Unlike a sole proprietor or a partnership, an LLC is a separate and distinct entity. This means that, as a company, it stands on its own. It has its own tax ID number and bank account. The LLC usually does not, and should not, mix the assets of the company and the owner. The LLC can be organized in two forms. Either the LLC is a pass-through entity, where the owners pay the tax on their personal returns, or like a Corporation where the LLC pays its own income taxes.

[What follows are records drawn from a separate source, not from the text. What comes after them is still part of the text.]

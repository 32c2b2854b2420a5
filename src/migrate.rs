//! Index schema.
//!
//! Two tables: `collections` holds one bookkeeping row per built collection
//! (embedding provider, model, dimensions, corpus hash, build time) and
//! `entries` holds the embedded sections. Migrations are idempotent and run
//! on every build.

use anyhow::Result;
use sqlx::SqlitePool;

pub async fn run_migrations(pool: &SqlitePool) -> Result<()> {
    sqlx::query(
        r#"
        CREATE TABLE IF NOT EXISTS collections (
            name TEXT PRIMARY KEY,
            provider TEXT NOT NULL,
            model TEXT NOT NULL,
            dims INTEGER NOT NULL,
            entry_count INTEGER NOT NULL,
            corpus_hash TEXT NOT NULL,
            built_at INTEGER NOT NULL
        )
        "#,
    )
    .execute(pool)
    .await?;

    sqlx::query(
        r#"
        CREATE TABLE IF NOT EXISTS entries (
            id TEXT PRIMARY KEY,
            collection TEXT NOT NULL,
            position INTEGER NOT NULL,
            chapter TEXT NOT NULL,
            chapter_title TEXT NOT NULL,
            section_number INTEGER NOT NULL,
            section_title TEXT NOT NULL,
            content TEXT NOT NULL,
            content_hash TEXT NOT NULL,
            embedding BLOB NOT NULL,
            UNIQUE(collection, position)
        )
        "#,
    )
    .execute(pool)
    .await?;

    sqlx::query("CREATE INDEX IF NOT EXISTS idx_entries_collection ON entries(collection)")
        .execute(pool)
        .await?;
    sqlx::query(
        "CREATE INDEX IF NOT EXISTS idx_entries_section ON entries(collection, section_number)",
    )
    .execute(pool)
    .await?;

    Ok(())
}

#[cfg(test)]
mod tests {
    use super::*;
    use crate::config::IndexAddress;
    use crate::db;

    #[tokio::test]
    async fn migrations_are_idempotent() {
        let dir = tempfile::tempdir().unwrap();
        let pool = db::connect_for_build(&IndexAddress::new(dir.path(), "slpc"))
            .await
            .unwrap();
        run_migrations(&pool).await.unwrap();
        run_migrations(&pool).await.unwrap();

        let tables: Vec<String> = sqlx::query_scalar(
            "SELECT name FROM sqlite_master WHERE type='table' ORDER BY name",
        )
        .fetch_all(&pool)
        .await
        .unwrap();
        assert_eq!(tables, vec!["collections", "entries"]);
        pool.close().await;
    }
}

The default configuration is as a pass-through entity.

Like the partnership, the owners are taxed as the money is earned and not as profits are distributed. If you are keeping the profits in the company in order to finance expansion you must take into account that the individual owners will still have to pay personal income taxes on that profit. Once it is determined that profits are no longer needed to improve the company, profits can be distributed from prior operations. The distributions are not taxable since the income tax was paid on those profits when they were earned.

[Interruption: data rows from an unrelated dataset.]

//! Feature-hashing embedder.
//!
//! Each lowercase alphanumeric token is hashed with FNV-1a into one of
//! `dims` buckets; the bag-of-words counts are L2-normalized. No model, no
//! network, and identical output on every platform, which makes it the
//! provider for offline use and tests. It only captures lexical overlap.

use anyhow::Result;
use async_trait::async_trait;

use super::EmbeddingProvider;
use crate::config::EmbeddingConfig;

const FNV_OFFSET_BASIS: u64 = 0xcbf2_9ce4_8422_2325;
const FNV_PRIME: u64 = 0x0000_0100_0000_01b3;

pub const DEFAULT_HASH_DIMS: usize = 384;
pub const HASH_MODEL_NAME: &str = "fnv1a-bow";

pub struct HashProvider {
    dims: usize,
}

impl HashProvider {
    pub fn new(dims: usize) -> Self {
        Self { dims: dims.max(1) }
    }

    pub fn from_config(config: &EmbeddingConfig) -> Self {
        Self::new(config.dims.unwrap_or(DEFAULT_HASH_DIMS))
    }

    pub fn embed_one(&self, text: &str) -> Vec<f32> {
        let mut v = vec![0.0f32; self.dims];
        for token in tokenize(text) {
            let bucket = (fnv1a(token.as_bytes()) % self.dims as u64) as usize;
            v[bucket] += 1.0;
        }
        let norm = v.iter().map(|x| x * x).sum::<f32>().sqrt();
        if norm > f32::EPSILON {
            for x in v.iter_mut() {
                *x /= norm;
            }
        }
        v
    }
}

#[async_trait]
impl EmbeddingProvider for HashProvider {
    fn provider_name(&self) -> &str {
        "hash"
    }
    fn model_name(&self) -> &str {
        HASH_MODEL_NAME
    }
    fn dims(&self) -> usize {
        self.dims
    }

    async fn embed(&self, texts: &[String]) -> Result<Vec<Vec<f32>>> {
        Ok(texts.iter().map(|t| self.embed_one(t)).collect())
    }
}

fn tokenize(text: &str) -> impl Iterator<Item = String> + '_ {
    text.split(|c: char| !c.is_alphanumeric())
        .filter(|t| !t.is_empty())
        .map(|t| t.to_lowercase())
}

fn fnv1a(bytes: &[u8]) -> u64 {
    let mut hash = FNV_OFFSET_BASIS;
    for b in bytes {
        hash ^= u64::from(*b);
        hash = hash.wrapping_mul(FNV_PRIME);
    }
    hash
}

To form an LLC, you must obtain an employer identification number or EIN which can be used to open the LLC’s bank account. The EIN will also be important when you register the LLC with the State. The formation of the LLC will require that you name a managing member. The manager, the chief operating officer, and all other owners are called members of the LLC. An LLC is required to prepare an operating agreement that will specify the rights and obligation of the Managing member. The agreement will also deal with rules for annual meetings where rules can be changed, procedures for changes in ownership and ultimately procedures for dissolution.

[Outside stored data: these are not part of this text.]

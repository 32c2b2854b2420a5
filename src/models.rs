//! Core data models used throughout the structurer and the index.
//!
//! [`SectionRecord`] is what the structurer emits and what the corpus file
//! stores; [`IndexEntry`] is what a collection persists; [`SectionHit`] is
//! what a query returns.

use serde::{Deserialize, Deserializer, Serialize};

/// One statutory section, as extracted from the source document.
///
/// Serialized with the corpus file's field names: `chapter`,
/// `chapter_title`, `Section`, `section_title`, `section_desc`.
#[derive(Debug, Clone, PartialEq, Eq, Serialize, Deserialize)]
pub struct SectionRecord {
    #[serde(deserialize_with = "chapter_from_string_or_number")]
    pub chapter: String,
    pub chapter_title: String,
    #[serde(rename = "Section")]
    pub section_number: u32,
    pub section_title: String,
    #[serde(rename = "section_desc")]
    pub section_body: String,
}

impl SectionRecord {
    /// Text that gets embedded and returned to callers:
    /// `"Section {n}: {title}"`, a blank line, then the body.
    pub fn display_text(&self) -> String {
        format!(
            "Section {}: {}\n\n{}",
            self.section_number, self.section_title, self.section_body
        )
    }

    pub fn metadata(&self) -> SectionMetadata {
        SectionMetadata {
            chapter: self.chapter.clone(),
            chapter_title: self.chapter_title.clone(),
            section_number: self.section_number,
            section_title: self.section_title.clone(),
        }
    }
}

/// Hand-edited corpus files sometimes carry the chapter as a bare number.
fn chapter_from_string_or_number<'de, D>(deserializer: D) -> Result<String, D::Error>
where
    D: Deserializer<'de>,
{
    #[derive(Deserialize)]
    #[serde(untagged)]
    enum Chapter {
        Text(String),
        Number(i64),
    }

    Ok(match Chapter::deserialize(deserializer)? {
        Chapter::Text(s) => s,
        Chapter::Number(n) => n.to_string(),
    })
}

/// Attribution metadata stored alongside every index entry.
#[derive(Debug, Clone, PartialEq, Eq, Serialize)]
pub struct SectionMetadata {
    pub chapter: String,
    pub chapter_title: String,
    pub section_number: u32,
    pub section_title: String,
}

/// A persisted unit of a collection: one embedded section.
#[derive(Debug, Clone)]
pub struct IndexEntry {
    pub id: String,
    /// Document-order position within the collection; breaks score ties.
    pub position: i64,
    pub metadata: SectionMetadata,
    /// Display text (header + body).
    pub content: String,
    pub content_hash: String,
    pub embedding: Vec<f32>,
}

/// Bookkeeping row for a built collection.
#[derive(Debug, Clone, PartialEq, Serialize)]
pub struct CollectionInfo {
    pub name: String,
    pub provider: String,
    pub model: String,
    pub dims: usize,
    pub entry_count: i64,
    pub corpus_hash: String,
    pub built_at: i64,
}

/// A ranked query result, shaped for the retrieval tool.
#[derive(Debug, Clone, PartialEq, Serialize)]
pub struct SectionHit {
    #[serde(rename = "section")]
    pub section_number: u32,
    pub section_title: String,
    pub chapter: String,
    pub chapter_title: String,
    /// Display text of the matched entry.
    pub content: String,
    /// Cosine similarity to the query; larger is closer.
    pub score: f64,
}

impl SectionHit {
    pub fn metadata(&self) -> SectionMetadata {
        SectionMetadata {
            chapter: self.chapter.clone(),
            chapter_title: self.chapter_title.clone(),
            section_number: self.section_number,
            section_title: self.section_title.clone(),
        }
    }
}

#[cfg(test)]
mod tests {
    use super::*;

    fn record() -> SectionRecord {
        SectionRecord {
            chapter: "XVI".into(),
            chapter_title: "Of Offences Affecting the Human Body".into(),
            section_number: 365,
            section_title: "Kidnapping or abducting with intent to murder".into(),
            section_body: "Whoever kidnaps or abducts any person shall be punished.".into(),
        }
    }

    #[test]
    fn serializes_with_corpus_field_names() {
        let json = serde_json::to_value(record()).unwrap();
        let obj = json.as_object().unwrap();
        let mut keys: Vec<&str> = obj.keys().map(|k| k.as_str()).collect();
        keys.sort();
        assert_eq!(
            keys,
            vec!["Section", "chapter", "chapter_title", "section_desc", "section_title"]
        );
        assert_eq!(obj["Section"], serde_json::json!(365));
        assert_eq!(obj["chapter"], serde_json::json!("XVI"));
    }

    #[test]
    fn numeric_chapter_is_read_as_text() {
        let json = r#"{"chapter": 0, "chapter_title": "Unknown", "Section": 4,
                       "section_title": "Extension", "section_desc": "Body."}"#;
        let rec: SectionRecord = serde_json::from_str(json).unwrap();
        assert_eq!(rec.chapter, "0");
        assert_eq!(rec.section_number, 4);
    }

    #[test]
    fn display_text_has_header_and_blank_line() {
        let rec = SectionRecord {
            chapter: "I".into(),
            chapter_title: "General".into(),
            section_number: 2,
            section_title: "Punishment".into(),
            section_body: "Every person liable shall be punished.".into(),
        };
        assert_eq!(
            rec.display_text(),
            "Section 2: Punishment\n\nEvery person liable shall be punished."
        );
    }

    #[test]
    fn hit_serializes_section_key() {
        let hit = SectionHit {
            section_number: 2,
            section_title: "Punishment".into(),
            chapter: "I".into(),
            chapter_title: "General".into(),
            content: "Section 2: Punishment".into(),
            score: 0.5,
        };
        let json = serde_json::to_value(&hit).unwrap();
        assert_eq!(json["section"], serde_json::json!(2));
        assert!(json.get("section_number").is_none());
    }
}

The primary advantage of an LLC is in the limiting of the liability. In most cases, the creditors of an LLC can not collect from the individual owners. Their ability to get judgments and liens are limited to the assets and revenue of the LLC. It provides for the starting and operating of a business without risking the personal security of the owner and their family. To make the limitation work, the owner must not intermingle personal assets with business assets. The vehicles and equipment owned by the LLC must be registered in the name of the LLC. Likewise, the debt securing those assets must be debts of the LLC. If that debt is secured with personal guarantees, then those debts would not be limited to only LLC assets. Your CPA can help you organize your company to give you the best protection.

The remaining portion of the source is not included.